Lynn membawaku ke sebelah kiri ruangan ke antara deretan ranjang bertingkat. Ia memandang anak laki-laki yang duduk di ranjang bawah—usianya beberapa tahun lebih muda daripada kami. Anak itu sedang berusaha melepaskan ikatan tali sepatunya.

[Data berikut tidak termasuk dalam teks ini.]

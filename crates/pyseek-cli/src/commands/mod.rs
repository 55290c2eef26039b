pub mod build;
pub mod clean;
pub mod config;
pub mod list;
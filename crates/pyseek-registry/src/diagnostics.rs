//! Reporting of registry entries that break PEP 514
//!
//! Violations are normal on real machines with partial or legacy installs, so
//! they are only ever reported at a verbose level. The sink is passed into the
//! scan explicitly, which lets tests capture exactly what was reported.

use std::cell::RefCell;
use std::fmt;

/// One PEP 514 violation
#[derive(Debug, Clone, PartialEq, Eq)]
pub struct Diagnostic {
    /// `hive/vendor/tag[/subkey]`
    pub path: String,
    pub message: String,
}

impl Diagnostic {
    pub fn new(path: impl Into<String>, message: impl Into<String>) -> Self {
        Self {
            path: path.into(),
            message: message.into(),
        }
    }
}

impl fmt::Display for Diagnostic {
    fn fmt(&self, f: &mut fmt::Formatter<'_>) -> fmt::Result {
        write!(
            f,
            "PEP-514 violation in Windows Registry at {} error: {}",
            self.path, self.message
        )
    }
}

/// Receiver for diagnostics produced during a scan
pub trait DiagnosticSink {
    fn report(&self, diagnostic: Diagnostic);
}

/// Emits diagnostics as `tracing` debug events
#[derive(Debug, Default, Clone, Copy)]
pub struct TracingSink;

impl DiagnosticSink for TracingSink {
    fn report(&self, diagnostic: Diagnostic) {
        tracing::debug!(path = %diagnostic.path, "{}", diagnostic);
    }
}

/// Discards everything
#[derive(Debug, Default, Clone, Copy)]
pub struct NullSink;

impl DiagnosticSink for NullSink {
    fn report(&self, _diagnostic: Diagnostic) {}
}

/// Keeps every diagnostic in memory
#[derive(Debug, Default)]
pub struct CollectingSink {
    diagnostics: RefCell<Vec<Diagnostic>>,
}

impl CollectingSink {
    pub fn new() -> Self {
        Self::default()
    }

    pub fn diagnostics(&self) -> Vec<Diagnostic> {
        self.diagnostics.borrow().clone()
    }

    pub fn len(&self) -> usize {
        self.diagnostics.borrow().len()
    }

    pub fn is_empty(&self) -> bool {
        self.diagnostics.borrow().is_empty()
    }

    /// Diagnostics whose path or message mention `needle`
    pub fn mentioning(&self, needle: &str) -> Vec<Diagnostic> {
        self.diagnostics
            .borrow()
            .iter()
            .filter(|d| d.path.contains(needle) || d.message.contains(needle))
            .cloned()
            .collect()
    }
}

impl DiagnosticSink for CollectingSink {
    fn report(&self, diagnostic: Diagnostic) {
        self.diagnostics.borrow_mut().push(diagnostic);
    }
}

impl<F: Fn(Diagnostic)> DiagnosticSink for F {
    fn report(&self, diagnostic: Diagnostic) {
        self(diagnostic);
    }
}
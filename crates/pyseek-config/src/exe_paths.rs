//! Interpreter executable naming and lookup
//!
//! Registry entries always describe Windows installations, so the executable
//! filename used to complete an install directory is `python.exe` on every
//! host. Lookup on `PATH` uses the host's own naming.

use std::path::{Path, PathBuf};

/// Primary executable of a registered CPython-style installation
pub const PYTHON_EXE_NAME: &str = "python.exe";

/// Candidate names searched on PATH
#[cfg(not(windows))]
const PATH_CANDIDATES: &[&str] = &["python3", "python"];
#[cfg(windows)]
const PATH_CANDIDATES: &[&str] = &["python.exe", "python3.exe"];

/// Join an install directory with [`PYTHON_EXE_NAME`].
///
/// A trailing `\` or `/` on the directory is kept as the separator so that
/// `C:\Py\` becomes `C:\Py\python.exe` regardless of the host platform.
pub fn interpreter_in(install_dir: &str) -> PathBuf {
    if install_dir.ends_with('\\') || install_dir.ends_with('/') {
        PathBuf::from(format!("{}{}", install_dir, PYTHON_EXE_NAME))
    } else {
        Path::new(install_dir).join(PYTHON_EXE_NAME)
    }
}

/// Locate a python interpreter on PATH
pub fn find_python() -> Option<PathBuf> {
    PATH_CANDIDATES
        .iter()
        .find_map(|candidate| which::which(candidate).ok())
}
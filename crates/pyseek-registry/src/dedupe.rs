//! Optional removal of interpreters seen through more than one registry view

use crate::record::InterpreterRecord;
use ahash::AHashSet;
use std::path::PathBuf;

/// Drop records whose executable path was already produced; the first one wins.
///
/// Paths compare exactly as stored, so `C:\Py\python.exe` and
/// `c:\py\python.exe` are kept as two records.
pub fn dedupe_by_executable<I>(records: I) -> impl Iterator<Item = InterpreterRecord>
where
    I: IntoIterator<Item = InterpreterRecord>,
{
    let mut seen: AHashSet<PathBuf> = AHashSet::new();
    records
        .into_iter()
        .filter(move |record| seen.insert(record.executable().to_path_buf()))
}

“Hec,”  panggil Lynn, “cari ranjang lain.”

“Apa? Enak saja,” bantah anak itu tanpa mendongak. “Aku tak mau pindah lagi cuma karena kau ingin mengobrol pada malam hari dengan salah satu teman bodohmu.:

“Ia ini bukan temanku,” hardik Lynn. Aku nyaris tertawa. Lynn benar—yang pertama kali dilakukannya saat bertemu denganku adalah menginjak jari kakiku. “Hec, ini Tris. Tris, ini adikku, Hector.”

Saat mendengar namaku, Hector langsung mendongak dan menatapku, dengan mulut ternganga.

“Senang bertemu denganmu,” sapaku.

“Kau Divergent,” katanya. “Ibuku menyuruh menjauhimu karena kau mungkin berbahaya.”

Yeah. Ia ini Diverent besar yang mengerikan, dan bakal meledakkan kepalamu hanya dengan kekuatan otaknya,” cemooh Lynn sambil menusuk di antara mata Hector dengan jari telunjuknya. “Jangan bilang kau percaya dongeng tentang Divergent itu.”

Wajah Hector memerah dan ia merenggut barang-barangnya dari tumpukan di samping tempat tidur. Aku merasa menyesal karena menyebabkan ia harus pindah hingga melihatnya menjatuhkan barang-barangnya beberapa ranjang dari tempat kami. Ternyata ia tak perlu pergi jauh.

“Seharusnya aku yang begitu,” kataku. “Tidur di sana, maksudku.”

“Aku tahu,” Lynn tersenyum lebar. “Hec pantas mendapatkannya. Ia menyebut Zeke pengkhianat tepat di wajah Uriah. Bukan berarti itu tidak benar, tapi bersikap berengsek seperti itu kan tak perlu. Aku pikir Hector jadi begitu karena berada di Candor. Ia merasa seolah-olah bisa mengatakan apa pun yang diinginkannya. Hei, Mar!”

Marlene melongok dari salah satu ranjang dan tersenyum lebar ke arahku.

“Hei, Tris!” sapa Marlene. “Selamat datang. Apa, Lynn?”

“Bisakah kau meminta gadis-gadis yang lebih kecil memberikan beberapa potong pakaian?” kata Lynn, “Tapi jangan gaun. Jins, pakaian dalam, dan mungkin sepatu?”

“Tentu,” kata Marlene.

Aku meletakkan pisauku di samping ranjang bawah.

“‘Dongeng anak-anak’ apa yang kau bilang tadi?” tanyaku.

Divergent. Orang-orang dengan kekuatan otak istimewa? Yang benar saja.” Ia mengangkat bahu. “Aku tahu kau memercayainya, tapi aku tidak.”

“Jadi, menurutmu kenapa aku sadar pada saat simulasi?” tanyaku. “Atau bahkan benar-benar melawannya?”

“Aku rasa para pemimpin memilih orang secara acak, lalu mengubah simulasinya untuk orang itu.”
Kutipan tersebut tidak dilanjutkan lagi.